Task brief: Filter the entries down to the lines containing "MissingBody", and copy those lines.

[Stored data entries]

»»

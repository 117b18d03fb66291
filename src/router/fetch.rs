//! Source-document fetching and fragment extraction.
//!
//! Every navigation re-fetches its source document with no-store
//! semantics; freshness is traded for the absence of a cache layer.
//! The fetched document is parsed off-tree and the relevant content
//! fragment extracted through a small ordered list of named
//! strategies rather than ad hoc selector chains.

use thiserror::Error;

#[cfg(target_arch = "wasm32")]
use wasm_bindgen::{JsCast, JsValue};
#[cfg(target_arch = "wasm32")]
use wasm_bindgen_futures::JsFuture;
#[cfg(target_arch = "wasm32")]
use web_sys::{Document, DomParser, Element, Request, RequestCache, RequestInit, Response, SupportedType};

/// Fetch/parse failures surfaced by the router as an inline error
/// block; they never escape the facade.
#[derive(Debug, Clone, Error, PartialEq, Eq)]
pub enum FetchError {
	/// The network request itself failed.
	#[error("network request failed: {0}")]
	Network(String),
	/// The server answered with a non-OK status.
	#[error("request returned HTTP {0}")]
	Status(u16),
	/// The response body could not be read as text.
	#[error("response body unreadable")]
	MissingBody,
	/// The body could not be parsed into a document.
	#[error("failed to parse document: {0}")]
	Parse(String),
}

/// How the content fragment is extracted from a fetched document,
/// evaluated in priority order.
#[derive(Debug, Clone, Copy, PartialEq, Eq)]
pub enum ExtractionStrategy {
	/// The document defines a primary content region.
	PrimaryRegion,
	/// A secondary sidebar shares a flex container with the primary
	/// region; both are preserved together.
	SharedSidebarLayout,
	/// No primary region: best-effort body extraction with shell
	/// elements stripped from the clone.
	BodyFallback,
}

/// Selects the extraction strategy from the document's shape.
pub fn select_strategy(has_primary: bool, has_shared_sidebar: bool) -> ExtractionStrategy {
	match (has_primary, has_shared_sidebar) {
		(true, true) => ExtractionStrategy::SharedSidebarLayout,
		(true, false) => ExtractionStrategy::PrimaryRegion,
		(false, _) => ExtractionStrategy::BodyFallback,
	}
}

/// Selector for a document's primary content region.
#[cfg(target_arch = "wasm32")]
const PRIMARY_SELECTOR: &str = "main, [data-page-main]";

/// Shell elements stripped from fallback extractions so they are
/// never duplicated into the live shell.
#[cfg(target_arch = "wasm32")]
const SHELL_SELECTOR: &str =
	"webropol-header, webropol-sidebar, webropol-breadcrumbs, header[data-shell], nav[data-shell]";

/// The extracted content fragment plus the body-level state that must
/// be re-applied to the shell's content region.
#[cfg(target_arch = "wasm32")]
#[derive(Debug)]
pub struct Fragment {
	/// Strategy that produced this fragment.
	pub strategy: ExtractionStrategy,
	/// Detached root element whose children get installed.
	pub root: Element,
	/// Element in `source` that `root` was cloned from. Modals inside
	/// it already arrive with the fragment and must not be re-parented
	/// a second time.
	pub origin: Element,
	/// Non-class body attributes of the fetched document (e.g.
	/// reactive-scope declarations).
	pub body_attrs: Vec<(String, String)>,
	/// Body classes of the fetched document.
	pub body_classes: Vec<String>,
	/// The fully parsed source document, kept for style/script/modal
	/// processing.
	pub source: Document,
}

/// Fetches `file` with no-store cache semantics and parses it into a
/// detached document.
#[cfg(target_arch = "wasm32")]
pub async fn fetch_document(file: &str) -> Result<Document, FetchError> {
	let window = web_sys::window().ok_or_else(|| FetchError::Network("no window".to_string()))?;

	let opts = RequestInit::new();
	opts.set_method("GET");
	opts.set_cache(RequestCache::NoStore);
	let request = Request::new_with_str_and_init(file, &opts)
		.map_err(|err| FetchError::Network(js_error_text(&err)))?;

	let response = JsFuture::from(window.fetch_with_request(&request))
		.await
		.map_err(|err| FetchError::Network(js_error_text(&err)))?;
	let response: Response = response.dyn_into().map_err(|_| FetchError::MissingBody)?;
	if !response.ok() {
		return Err(FetchError::Status(response.status()));
	}

	let text = JsFuture::from(response.text().map_err(|_| FetchError::MissingBody)?)
		.await
		.map_err(|_| FetchError::MissingBody)?;
	let text = text.as_string().ok_or(FetchError::MissingBody)?;

	let parser =
		DomParser::new().map_err(|err| FetchError::Parse(js_error_text(&err)))?;
	parser
		.parse_from_string(&text, SupportedType::TextHtml)
		.map_err(|err| FetchError::Parse(js_error_text(&err)))
}

/// Extracts the content fragment from a parsed document.
///
/// Script elements are dropped from the extracted clone; the
/// lifecycle manager owns script injection and an inert copy inside
/// the region would only shadow it.
#[cfg(target_arch = "wasm32")]
pub fn extract_fragment(doc: &Document) -> Result<Fragment, FetchError> {
	let primary = doc
		.query_selector(PRIMARY_SELECTOR)
		.map_err(|err| FetchError::Parse(js_error_text(&err)))?;

	let shared_sidebar = match &primary {
		Some(main) => main
			.parent_element()
			.map(|parent| {
				let flex = parent
					.get_attribute("class")
					.map(|class| class.split_whitespace().any(|token| token == "flex"))
					.unwrap_or(false);
				let aside = parent
					.query_selector("aside")
					.ok()
					.flatten()
					.is_some();
				flex && aside
			})
			.unwrap_or(false),
		None => false,
	};

	let strategy = select_strategy(primary.is_some(), shared_sidebar);
	let (origin, root) = match strategy {
		ExtractionStrategy::PrimaryRegion => {
			let origin = primary.ok_or(FetchError::MissingBody)?;
			let root = clone_element(&origin)?;
			(origin, root)
		}
		ExtractionStrategy::SharedSidebarLayout => {
			let origin = primary
				.as_ref()
				.and_then(|main| main.parent_element())
				.ok_or(FetchError::MissingBody)?;
			let root = clone_element(&origin)?;
			(origin, root)
		}
		ExtractionStrategy::BodyFallback => {
			let origin: Element = doc.body().ok_or(FetchError::MissingBody)?.into();
			let root = clone_element(&origin)?;
			strip_matching(&root, SHELL_SELECTOR)?;
			(origin, root)
		}
	};
	strip_matching(&root, "script")?;

	let (body_attrs, body_classes) = match doc.body() {
		Some(body) => capture_body_state(&body.into()),
		None => (Vec::new(), Vec::new()),
	};

	Ok(Fragment {
		strategy,
		root,
		origin,
		body_attrs,
		body_classes,
		source: doc.clone(),
	})
}

#[cfg(target_arch = "wasm32")]
fn clone_element(element: &Element) -> Result<Element, FetchError> {
	element
		.clone_node_with_deep(true)
		.map_err(|err| FetchError::Parse(js_error_text(&err)))?
		.dyn_into::<Element>()
		.map_err(|_| FetchError::Parse("clone is not an element".to_string()))
}

#[cfg(target_arch = "wasm32")]
fn strip_matching(root: &Element, selector: &str) -> Result<(), FetchError> {
	let nodes = root
		.query_selector_all(selector)
		.map_err(|err| FetchError::Parse(js_error_text(&err)))?;
	for index in 0..nodes.length() {
		if let Some(node) = nodes.item(index) {
			if let Ok(element) = node.dyn_into::<Element>() {
				element.remove();
			}
		}
	}
	Ok(())
}

#[cfg(target_arch = "wasm32")]
fn capture_body_state(body: &Element) -> (Vec<(String, String)>, Vec<String>) {
	let mut attrs = Vec::new();
	let attributes = body.attributes();
	for index in 0..attributes.length() {
		if let Some(attr) = attributes.item(index) {
			if attr.name() != "class" {
				attrs.push((attr.name(), attr.value()));
			}
		}
	}
	let classes = body
		.get_attribute("class")
		.map(|class| class.split_whitespace().map(str::to_string).collect())
		.unwrap_or_default();
	(attrs, classes)
}

#[cfg(target_arch = "wasm32")]
fn js_error_text(err: &JsValue) -> String {
	err.as_string()
		.unwrap_or_else(|| format!("{err:?}"))
}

««

Response:
	MissingBody,
	let response: Response = response.dyn_into().map_err(|_| FetchError::MissingBody)?;
	let text = JsFuture::from(response.text().map_err(|_| FetchError::MissingBody)?)
		.map_err(|_| FetchError::MissingBody)?;
	let text = text.as_string().ok_or(FetchError::MissingBody)?;
			let origin = primary.ok_or(FetchError::MissingBody)?;
				.ok_or(FetchError::MissingBody)?;
			let origin: Element = doc.body().ok_or(FetchError::MissingBody)?.into();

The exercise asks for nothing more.